REQUIRED ACTION: Transcribe the listing below in its entirety.

THE INPUT:

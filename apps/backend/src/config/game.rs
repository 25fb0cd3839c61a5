//! Per-session game configuration.
//!
//! Defaults match the long-standing tuning of the game; `from_env()` lets a
//! deployment override any of them through `MOLE_*` variables without code
//! changes. Unparseable values fall back to the default with a warning.

use std::env;
use std::str::FromStr;
use std::time::Duration;

use tracing::warn;

#[derive(Debug, Clone)]
pub struct GameConfig {
    /// Minimum roster size per team at start (AI-fill tops up to this).
    pub min_players: usize,
    /// Per-team capacity; one slot is always held back, so at most
    /// `max_players - 1` may join a team.
    pub max_players: usize,
    /// Length of each voting phase.
    pub move_time: Duration,
    /// Length of the postgame phase.
    pub post_time: Duration,
    /// Idle window after which a pregame session counts as defunct.
    pub pre_time: Duration,
    /// Fraction of `move_time` AI players spend thinking before they vote.
    pub calc_factor: f64,
    /// Accusation consensus events allowed per team.
    pub vote_limit: u32,
    /// Bonus for catching (or being) the mole.
    pub mole_bonus: i32,
    /// Bonus for each active player on the winning team.
    pub win_bonus: i32,
    /// Top up short rosters with AI players at start.
    pub ai_fill: bool,
    /// End the game (no winner) on the first accusation consensus.
    pub end_on_accusation: bool,
    /// End the game (no winner) once both teams have spent an accusation.
    pub end_on_mutual_accusation: bool,
    /// Accused players defect to the opposing team instead of being expelled.
    pub defection: bool,
}

impl Default for GameConfig {
    fn default() -> Self {
        Self {
            min_players: 3,
            max_players: 6,
            move_time: Duration::from_secs(12),
            post_time: Duration::from_secs(300),
            pre_time: Duration::from_secs(999),
            calc_factor: 0.25,
            vote_limit: 1,
            mole_bonus: 100,
            win_bonus: 200,
            ai_fill: true,
            end_on_accusation: false,
            end_on_mutual_accusation: false,
            defection: true,
        }
    }
}

impl GameConfig {
    /// Defaults overridden by any `MOLE_*` environment variables present.
    pub fn from_env() -> Self {
        let d = Self::default();
        Self {
            min_players: env_or("MOLE_MIN_PLAYERS", d.min_players),
            max_players: env_or("MOLE_MAX_PLAYERS", d.max_players),
            move_time: Duration::from_secs(env_or(
                "MOLE_MOVE_TIME_SECS",
                d.move_time.as_secs(),
            )),
            post_time: Duration::from_secs(env_or(
                "MOLE_POST_TIME_SECS",
                d.post_time.as_secs(),
            )),
            pre_time: Duration::from_secs(env_or("MOLE_PRE_TIME_SECS", d.pre_time.as_secs())),
            calc_factor: env_or("MOLE_CALC_FACTOR", d.calc_factor),
            vote_limit: env_or("MOLE_VOTE_LIMIT", d.vote_limit),
            mole_bonus: env_or("MOLE_MOLE_BONUS", d.mole_bonus),
            win_bonus: env_or("MOLE_WIN_BONUS", d.win_bonus),
            ai_fill: env_or("MOLE_AI_FILL", d.ai_fill),
            end_on_accusation: env_or("MOLE_END_ON_ACCUSATION", d.end_on_accusation),
            end_on_mutual_accusation: env_or(
                "MOLE_END_ON_MUTUAL_ACCUSATION",
                d.end_on_mutual_accusation,
            ),
            defection: env_or("MOLE_DEFECTION", d.defection),
        }
    }

    /// AI think time at the top of a turn.
    pub fn think_time(&self) -> Duration {
        self.move_time.mul_f64(self.calc_factor.clamp(0.0, 1.0))
    }
}

fn env_or<T: FromStr>(key: &str, default: T) -> T {
    match env::var(key) {
        Ok(raw) => match raw.trim().parse() {
            Ok(value) => value,
            Err(_) => {
                warn!(key, raw, "unparseable config value, using default");
                default
            }
        },
        Err(_) => default,
    }
}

RESULT FOR THIS EXERCISE:
filename apps/backend/src/config/game.rs
repository 25fb0cd3839c61a5
//! Per-session game configuration.
//!
//! Defaults match the long-standing tuning of the game; `from_env()` lets a
//! deployment override any of them through `MOLE_*` variables without code
//! changes. Unparseable values fall back to the default with a warning.

use std::env;
use std::str::FromStr;
use std::time::Duration;

use tracing::warn;

#[derive(Debug, Clone)]
pub struct GameConfig {
    /// Minimum roster size per team at start (AI-fill tops up to this).
    pub min_players: usize,
    /// Per-team capacity; one slot is always held back, so at most
    /// `max_players - 1` may join a team.
    pub max_players: usize,
    /// Length of each voting phase.
    pub move_time: Duration,
    /// Length of the postgame phase.
    pub post_time: Duration,
    /// Idle window after which a pregame session counts as defunct.
    pub pre_time: Duration,
    /// Fraction of `move_time` AI players spend thinking before they vote.
    pub calc_factor: f64,
    /// Accusation consensus events allowed per team.
    pub vote_limit: u32,
    /// Bonus for catching (or being) the mole.
    pub mole_bonus: i32,
    /// Bonus for each active player on the winning team.
    pub win_bonus: i32,
    /// Top up short rosters with AI players at start.
    pub ai_fill: bool,
    /// End the game (no winner) on the first accusation consensus.
    pub end_on_accusation: bool,
    /// End the game (no winner) once both teams have spent an accusation.
    pub end_on_mutual_accusation: bool,
    /// Accused players defect to the opposing team instead of being expelled.
    pub defection: bool,
}

impl Default for GameConfig {
    fn default() -> Self {
        Self {
            min_players: 3,
            max_players: 6,
            move_time: Duration::from_secs(12),
            post_time: Duration::from_secs(300),
            pre_time: Duration::from_secs(999),
            calc_factor: 0.25,
            vote_limit: 1,
            mole_bonus: 100,
            win_bonus: 200,
            ai_fill: true,
            end_on_accusation: false,
            end_on_mutual_accusation: false,
            defection: true,
        }
    }
}

impl GameConfig {
    /// Defaults overridden by any `MOLE_*` environment variables present.
    pub fn from_env() -> Self {
        let d = Self::default();
        Self {
            min_players: env_or("MOLE_MIN_PLAYERS", d.min_players),
            max_players: env_or("MOLE_MAX_PLAYERS", d.max_players),
            move_time: Duration::from_secs(env_or(
                "MOLE_MOVE_TIME_SECS",
                d.move_time.as_secs(),
            )),
            post_time: Duration::from_secs(env_or(
                "MOLE_POST_TIME_SECS",
                d.post_time.as_secs(),
            )),
            pre_time: Duration::from_secs(env_or("MOLE_PRE_TIME_SECS", d.pre_time.as_secs())),
            calc_factor: env_or("MOLE_CALC_FACTOR", d.calc_factor),
            vote_limit: env_or("MOLE_VOTE_LIMIT", d.vote_limit),
            mole_bonus: env_or("MOLE_MOLE_BONUS", d.mole_bonus),
            win_bonus: env_or("MOLE_WIN_BONUS", d.win_bonus),
            ai_fill: env_or("MOLE_AI_FILL", d.ai_fill),
            end_on_accusation: env_or("MOLE_END_ON_ACCUSATION", d.end_on_accusation),
            end_on_mutual_accusation: env_or(
                "MOLE_END_ON_MUTUAL_ACCUSATION",
                d.end_on_mutual_accusation,
            ),
            defection: env_or("MOLE_DEFECTION", d.defection),
        }
    }

    /// AI think time at the top of a turn.
    pub fn think_time(&self) -> Duration {
        self.move_time.mul_f64(self.calc_factor.clamp(0.0, 1.0))
    }
}

fn env_or<T: FromStr>(key: &str, default: T) -> T {
    match env::var(key) {
        Ok(raw) => match raw.trim().parse() {
            Ok(value) => value,
            Err(_) => {
                warn!(key, raw, "unparseable config value, using default");
                default
            }
        },
        Err(_) => default,
    }
}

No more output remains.